I have the TouchPal X keyboard that solves the smallness of the screen and the Tube Mate to download YouTube videos. Well so far I have lived virus free 🙂
Well, I'm new to android, the post is appreciated (y)
I am flashing cell phones with CyanogenMod and so far, I have not even a sign of a virus. In case I want to see something that is wrong, I go to the terminal emulator, I end the background task that interferes with performance and the issue is solved.
From a security point of view (which is what the post is about) it is not true either, I give you my personal case: I own a Sony Xperia P, which with all the factory updates was in version 4.1.2 of Android and you will not receive any updates from Sony [1] [2]. Now, version 4.1.2 (or lower) of Android has a very serious security flaw [3] and the manufacturer (in this case Sony) leaves me exposed to it.

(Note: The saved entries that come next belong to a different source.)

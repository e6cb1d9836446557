//! Concurrency guard for session start.

use std::sync::Arc;
use std::sync::atomic::{AtomicBool, Ordering};

/// Prevents two session starts from racing.
///
/// The guard hands out at most one [`StartToken`] at a time; the token
/// releases on drop, so every exit path from a failed start — error
/// returns and panics alike — clears the flag and cannot wedge the system.
#[derive(Debug, Default)]
pub struct StartGuard {
    starting: Arc<AtomicBool>,
}

impl StartGuard {
    pub fn new() -> Self {
        Self::default()
    }

    /// Try to take the guard. Returns None if a start is already underway.
    pub fn try_acquire(&self) -> Option<StartToken> {
        self.starting
            .compare_exchange(false, true, Ordering::AcqRel, Ordering::Acquire)
            .ok()
            .map(|_| StartToken {
                starting: Arc::clone(&self.starting),
            })
    }

    /// Whether a start is currently in flight.
    pub fn is_held(&self) -> bool {
        self.starting.load(Ordering::Acquire)
    }
}

/// RAII token for an in-flight session start.
#[derive(Debug)]
pub struct StartToken {
    starting: Arc<AtomicBool>,
}

impl Drop for StartToken {
    fn drop(&mut self) {
        self.starting.store(false, Ordering::Release);
    }
}
//! Device initialization (DI): generate the device key and HMAC
//! secret, register with the manufacturer, and persist the resulting
//! credential.

use anyhow::{anyhow, bail, Context, Result};
use openssl::ec::{EcGroup, EcKey};
use openssl::hash::{hash, MessageDigest};
use openssl::nid::Nid;
use openssl::pkey::{PKey, Private};
use openssl::rsa::Rsa;
use openssl::sign::Signer;
use openssl::x509::{X509NameBuilder, X509ReqBuilder};
use rand::RngCore;

use fdo_client_util::device_info;
use fdo_credential_store::{DeviceCredential, DeviceState, FileCredentialStore};
use fdo_http_client::ServiceClient;

use crate::config::{DeviceInitConfig, KeyEncoding, KeyType};
use crate::credential::update_credential;
use crate::wire;

// FDO public key type values (FDO 1.1 section 3.3.4).
const KEY_TYPE_RSA2048RESTR: u8 = 1;
const KEY_TYPE_RSAPKCS: u8 = 5;
const KEY_TYPE_SECP256R1: u8 = 10;
const KEY_TYPE_SECP384R1: u8 = 11;

const KEY_ENC_X509: u8 = 1;
const KEY_ENC_X5CHAIN: u8 = 2;
const KEY_ENC_COSE: u8 = 3;

pub async fn run(store: &FileCredentialStore, config: &DeviceInitConfig) -> Result<()> {
    // Fresh secret and key for this device identity.
    let mut secret = vec![0u8; 32];
    rand::thread_rng().fill_bytes(&mut secret);

    let key = generate_key(config.key).context("error generating device key")?;
    let private_key_der = key
        .private_key_to_der()
        .context("error serializing device key")?;

    let csr = build_csr(&key).context("error creating CSR for device certificate chain")?;

    let serial_number = match &config.serial_number {
        Some(serial) => serial.clone(),
        None => match device_info::get_serial() {
            Ok(serial) => serial,
            Err(e) => {
                log::warn!("error getting device serial number: {}", e);
                String::new()
            }
        },
    };

    let device_info = match (&config.device_info, &config.device_info_mac) {
        (Some(info), _) => info.clone(),
        (None, Some(iface)) => device_info::get_mac(iface)
            .with_context(|| format!("error getting device information from iface {}", iface))?,
        (None, None) => {
            if serial_number.is_empty() {
                bail!(
                    "device info cannot be determined automatically. \
                     Please specify either --serial-number or --device-info (or both)"
                );
            }
            serial_number.clone()
        }
    };
    log::debug!(
        "Starting Device Initialization, serial number: {:?}, device info: {:?}",
        serial_number,
        device_info
    );

    let app_start = serde_cbor::to_vec(&wire::DiAppStart {
        key_type: key_type_value(config.key),
        key_enc: key_enc_value(config.key_enc),
        serial_number,
        device_info,
        csr: serde_bytes::ByteBuf::from(csr),
    })
    .context("error encoding AppStart")?;

    let mut client = ServiceClient::new(&config.server_url, config.insecure_tls)
        .context("error creating manufacturer client")?;
    let set_credentials = client
        .send_request(wire::DI_APP_START, app_start, wire::DI_SET_CREDENTIALS)
        .await
        .context("error sending AppStart")?;
    let ov_header: wire::OvHeader =
        serde_cbor::from_slice(&set_credentials).context("error parsing SetCredentials")?;

    // The manufacturer extends the voucher from this HMAC over the
    // header it just assigned.
    let header_hmac = compute_hmac(&secret, &set_credentials)?;
    let set_hmac = serde_cbor::to_vec(&wire::SetHmac {
        hmac: serde_bytes::ByteBuf::from(header_hmac),
    })
    .context("error encoding SetHMAC")?;
    client
        .send_request(wire::DI_SET_HMAC, set_hmac, wire::DI_DONE)
        .await
        .context("error sending SetHMAC")?;

    let guid = uuid::Uuid::from_slice(&ov_header.guid)
        .map_err(|e| anyhow!("malformed GUID from manufacturer: {}", e))?;
    let manufacturer_pubkey_hash = hash(MessageDigest::sha256(), &ov_header.manufacturer_pubkey)
        .context("error hashing manufacturer public key")?
        .to_vec();

    update_credential(
        store,
        DeviceCredential {
            active: true,
            guid,
            device_info: ov_header.device_info,
            rendezvous_info: ov_header.rendezvous_info,
            manufacturer_pubkey_hash,
            private_key_der,
            hmac_secret: secret,
        },
        DeviceState::PreTo1,
    )?;

    log::info!("Device Initialization complete, GUID: {}", guid);
    Ok(())
}

fn generate_key(key_type: KeyType) -> Result<PKey<Private>> {
    let key = match key_type {
        KeyType::Ec256 => {
            let group = EcGroup::from_curve_name(Nid::X9_62_PRIME256V1)?;
            PKey::from_ec_key(EcKey::generate(&group)?)?
        }
        KeyType::Ec384 => {
            let group = EcGroup::from_curve_name(Nid::SECP384R1)?;
            PKey::from_ec_key(EcKey::generate(&group)?)?
        }
        KeyType::Rsa2048 => PKey::from_rsa(Rsa::generate(2048)?)?,
        KeyType::Rsa3072 => PKey::from_rsa(Rsa::generate(3072)?)?,
    };
    Ok(key)
}

fn build_csr(key: &PKey<Private>) -> Result<Vec<u8>> {
    let mut name = X509NameBuilder::new()?;
    name.append_entry_by_text("CN", "device.fdo-client")?;
    let name = name.build();

    let mut builder = X509ReqBuilder::new()?;
    builder.set_subject_name(&name)?;
    builder.set_pubkey(key)?;
    builder.sign(key, MessageDigest::sha256())?;
    Ok(builder.build().to_der()?)
}

fn compute_hmac(secret: &[u8], data: &[u8]) -> Result<Vec<u8>> {
    let key = PKey::hmac(secret)?;
    let mut signer = Signer::new(MessageDigest::sha384(), &key)?;
    signer.update(data)?;
    Ok(signer.sign_to_vec()?)
}

fn key_type_value(key_type: KeyType) -> u8 {
    match key_type {
        KeyType::Ec256 => KEY_TYPE_SECP256R1,
        KeyType::Ec384 => KEY_TYPE_SECP384R1,
        KeyType::Rsa2048 => KEY_TYPE_RSA2048RESTR,
        KeyType::Rsa3072 => KEY_TYPE_RSAPKCS,
    }
}

fn key_enc_value(key_enc: KeyEncoding) -> u8 {
    match key_enc {
        KeyEncoding::X509 => KEY_ENC_X509,
        KeyEncoding::X5Chain => KEY_ENC_X5CHAIN,
        KeyEncoding::Cose => KEY_ENC_COSE,
    }
}

#[cfg(test)]
mod tests {
    use super::*;

    #[test]
    fn test_generated_ec_keys_round_trip_der() {
        for key_type in [KeyType::Ec256, KeyType::Ec384] {
            let key = generate_key(key_type).unwrap();
            let der = key.private_key_to_der().unwrap();
            assert!(PKey::private_key_from_der(&der).is_ok());
        }
    }

    #[test]
    fn test_csr_is_parseable() {
        let key = generate_key(KeyType::Ec256).unwrap();
        let der = build_csr(&key).unwrap();
        let req = openssl::x509::X509Req::from_der(&der).unwrap();
        assert!(req.verify(&key).unwrap());
    }

    #[test]
    fn test_hmac_is_deterministic() {
        let a = compute_hmac(b"secret", b"header").unwrap();
        let b = compute_hmac(b"secret", b"header").unwrap();
        let c = compute_hmac(b"other", b"header").unwrap();
        assert_eq!(a, b);
        assert_ne!(a, c);
        assert_eq!(a.len(), 48);
    }

    #[test]
    fn test_key_type_values() {
        assert_eq!(key_type_value(KeyType::Ec256), 10);
        assert_eq!(key_type_value(KeyType::Ec384), 11);
        assert_eq!(key_type_value(KeyType::Rsa2048), 1);
        assert_eq!(key_type_value(KeyType::Rsa3072), 5);
    }
}
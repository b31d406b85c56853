use std::net::IpAddr;

use async_trait::async_trait;
use thiserror::Error;

use fdo_credential_store::{DeviceCredential, TransportProtocol};

#[derive(Debug, Error)]
pub enum ProtocolError {
    #[error("Transport error: {0}")]
    Transport(String),
    #[error("Protocol message error: {0}")]
    Message(String),
    #[error("Server rejected request: {0}")]
    Rejected(String),
}

/// One TO2 endpoint candidate from a TO1 response's redirect list.
#[derive(Debug, Clone, PartialEq, Eq)]
pub struct To2AddressEntry {
    pub protocol: TransportProtocol,
    pub dns: Option<String>,
    pub ip: Option<IpAddr>,
    /// Zero means "use the protocol's default port".
    pub port: u16,
}

/// The signed payload returned by a successful TO1 call.
///
/// The raw token is carried opaquely into TO2 as continuity proof;
/// only the redirect address list is interpreted here.
#[derive(Debug, Clone, Default)]
pub struct To1Redirect {
    pub token: Vec<u8>,
    pub addresses: Vec<To2AddressEntry>,
}

/// Result of one TO2 attempt that ran to completion.
#[derive(Debug)]
pub enum To2Outcome {
    /// The owner rotated the credential; the caller must persist it.
    NewCredential(Box<DeviceCredential>),
    /// The owner declined to rotate (Credential Reuse Protocol).
    /// A terminal success, not an error.
    CredentialReuse,
}

/// Seam to the external FDO protocol implementation.
///
/// Implementations capture the device credential and protocol
/// configuration at construction; the transfer loop classifies calls
/// only as success, failure, or explicit no-rotation and never
/// inspects message contents.
#[async_trait]
pub trait ProtocolClient: Send + Sync {
    /// Runs the TO1 exchange against one rendezvous server.
    async fn to1(&self, url: &str) -> Result<To1Redirect, ProtocolError>;

    /// Runs the TO2 exchange against one owner server. `redirect` is
    /// `None` when the directive bypassed TO1.
    async fn to2(
        &self,
        url: &str,
        redirect: Option<&To1Redirect>,
    ) -> Result<To2Outcome, ProtocolError>;
}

The logical solution in my case is to root my smartphone, as well as for people who do not receive factory updates and have been on Android 4.1.2 or lower.
You copied the comment to the one above and you didn't even see my answer
HELP I want a smartphone with LINUX operating system because Android has me a lot it flashes AND A LOT of VIRUSES I don't like someone can help me please I'll change my smartphone in a short time help
Hello, in any case it would be a phone with the Gnu / Linux operating system, because Android also uses the linux kernel. The closest thing there is is the ubuntu phone, but it still hasn't come out, although maybe you can try flashing your cell phone to put Ubuntu on it http://www.ubuntu.com/phone
Hi guys, I recommend an antivirus that is responsible for eliminating all the malware that the cell phone contains and also protects you from the access of others, it is Psafe, it is very good, it is worth using it. I hope my contribution will serve you. Regards.

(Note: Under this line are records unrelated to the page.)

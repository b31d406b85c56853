//! Credential blob handling for the commands: status lookup, state
//! updates after onboarding, and the print command.

use anyhow::{bail, Context, Result};

use fdo_credential_store::{
    CredentialStore, DeviceCredential, DeviceState, FileCredentialStore, PersistedCredential,
};

/// Loads the persisted state; a missing or empty blob means the device
/// has not run DI yet.
pub fn load_device_status(
    store: &FileCredentialStore,
) -> Result<(DeviceState, Option<PersistedCredential>)> {
    match store.load().context("load device status failed")? {
        None => {
            log::debug!("DeviceCredential missing or empty. Set state to run DI");
            Ok((DeviceState::PreDi, None))
        }
        Some(persisted) => Ok((persisted.state, Some(persisted))),
    }
}

pub fn print_device_status(status: DeviceState) {
    match status {
        DeviceState::PreDi => log::debug!("Device is ready for DI"),
        DeviceState::PreTo1 => log::debug!("Device is ready for Ownership transfer"),
        DeviceState::Idle => log::debug!("Device Ownership transfer Done"),
        DeviceState::Resale => log::debug!("Device is ready for Ownership transfer"),
        DeviceState::Error => log::debug!("Error in getting device status"),
    }
}

/// Persists a credential rotated by TO2 together with the new state.
/// Refuses state changes the device lifecycle does not allow;
/// rewriting the blob in the same state (resale) is always fine.
pub fn update_credential(
    store: &FileCredentialStore,
    credential: DeviceCredential,
    state: DeviceState,
) -> Result<()> {
    if let Some(existing) = store.load()? {
        if existing.state != state {
            existing.state.verify_transition(state)?;
        }
    }
    store
        .save(&PersistedCredential { credential, state })
        .with_context(|| format!("error saving credential to {:?}", store.path()))
}

/// The print subcommand: dump the blob contents and exit.
pub fn print_credential(store: &FileCredentialStore) -> Result<()> {
    match store.load()? {
        Some(persisted) => {
            println!("{}", persisted);
            println!(
                "  Manufacturer public key hash: {}",
                hex::encode(&persisted.credential.manufacturer_pubkey_hash)
            );
            Ok(())
        }
        None => bail!("no device credential found at {:?}", store.path()),
    }
}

Well, to optimize your computer it is easy ... you are looking for an antivirus that has the function of cleaning obsolete files, deleting other photos that you have and do not use and doing a temporary scan ... the net guys that until now I stay with PSafe, because it does everything what I just described!

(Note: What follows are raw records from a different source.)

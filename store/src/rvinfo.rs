use std::net::IpAddr;

use serde::{Deserialize, Serialize};
use serde_repr::{Deserialize_repr, Serialize_repr};

/// FDO transport protocol values (FDO 1.1 section 3.3.9).
#[derive(Debug, Clone, Copy, PartialEq, Eq, Serialize_repr, Deserialize_repr)]
#[repr(u8)]
pub enum TransportProtocol {
    Tcp = 1,
    Tls = 2,
    Http = 3,
    CoapTcp = 4,
    Https = 5,
    CoapUdp = 6,
}

impl TransportProtocol {
    pub fn scheme(&self) -> Option<&'static str> {
        match self {
            TransportProtocol::Http => Some("http"),
            TransportProtocol::Https => Some("https"),
            _ => None,
        }
    }

    pub fn default_port(&self) -> u16 {
        match self {
            TransportProtocol::Https => 443,
            _ => 80,
        }
    }
}

/// One rendezvous directive as stored in the device credential: a set
/// of candidate server addresses plus the device-side modifiers that
/// matter for onboarding (delay, bypass).
#[derive(Debug, Clone, Serialize, Deserialize)]
pub struct RvDirectiveInfo {
    pub protocol: TransportProtocol,
    pub dns_name: Option<String>,
    pub ip_addresses: Vec<IpAddr>,
    pub port: u16,
    pub delay_secs: u32,
    pub bypass: bool,
}

impl RvDirectiveInfo {
    /// Expands the directive into base URLs, DNS name first, then IP
    /// addresses, matching the ordering the device credential's
    /// rendezvous info prescribes. Non-HTTP(S) protocols produce no
    /// URLs; the device cannot use them.
    pub fn get_urls(&self) -> Vec<String> {
        let scheme = match self.protocol.scheme() {
            Some(scheme) => scheme,
            None => return Vec::new(),
        };
        let port = if self.port == 0 {
            self.protocol.default_port()
        } else {
            self.port
        };

        let mut urls = Vec::new();
        if let Some(dns_name) = &self.dns_name {
            urls.push(format!("{}://{}:{}", scheme, dns_name, port));
        }
        for ip_address in &self.ip_addresses {
            match ip_address {
                IpAddr::V4(ip) => urls.push(format!("{}://{}:{}", scheme, ip, port)),
                IpAddr::V6(ip) => urls.push(format!("{}://[{}]:{}", scheme, ip, port)),
            }
        }
        urls
    }
}

/// The ordered rendezvous instruction list from the device credential.
#[derive(Debug, Clone, Default, Serialize, Deserialize)]
pub struct RendezvousInfo(pub Vec<RvDirectiveInfo>);

impl RendezvousInfo {
    pub fn directives(&self) -> &[RvDirectiveInfo] {
        &self.0
    }
}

It is more than proven that those actions that they say do nothing but do.
An antivirus in Android does not protect you from anything, as it happens in Windows, what can be violated will be violated, even if you keep 10 antivirus running on your Android, and cleaning temporary every 2 by 3.
My monkey test cell phone is already damaged.
Hi, I have a lg L5ll eh I wanted to know if someone can give me a solution because when I go to facebook the application closes alone and I get a carter to force.
Thanks to stupid Android I can't use my cell phone for a year: first, it's full of applications that I DON'T WANT (I was addicted to networks, I got over it and I'm not interested in twitter, or fb or any of those) and I CANNOT DELETE ; then, those same applications saturated my memory without me opening them even once and on top of that they CONSTANTLY extract data from my cell phone; And the icing on the cake: I ALWAYS downloaded applications from Google Play, I looked at the comments and reputation, I did not go downloading things that looked suspicious, I never opened links from my cell phone, in fact, I hardly even entered the internet ... and a day it occurred to me that I needed to see a photo or something like that and I downloaded the most innocent of applications. Result: three Chinese applications with ALL permissions and impossible to remove. In the same tablet, I downloaded an application to take notes and zaz! STUPID ANDROID !!!!!!! As soon as I can root it, I install linux and TO THE DEVIL WITH ANDROID !!! I already did it with Windows, and the results are great. I don't know much about computing, but the web is full of MOOC tutorials and courses, so it's a matter of time before I know more 🙂
Today there are many effective cell phone antivirus, but without a doubt, the best protection is good common sense.
I have tried some accounts and I prefer the Psafe app, I recommend it 100%.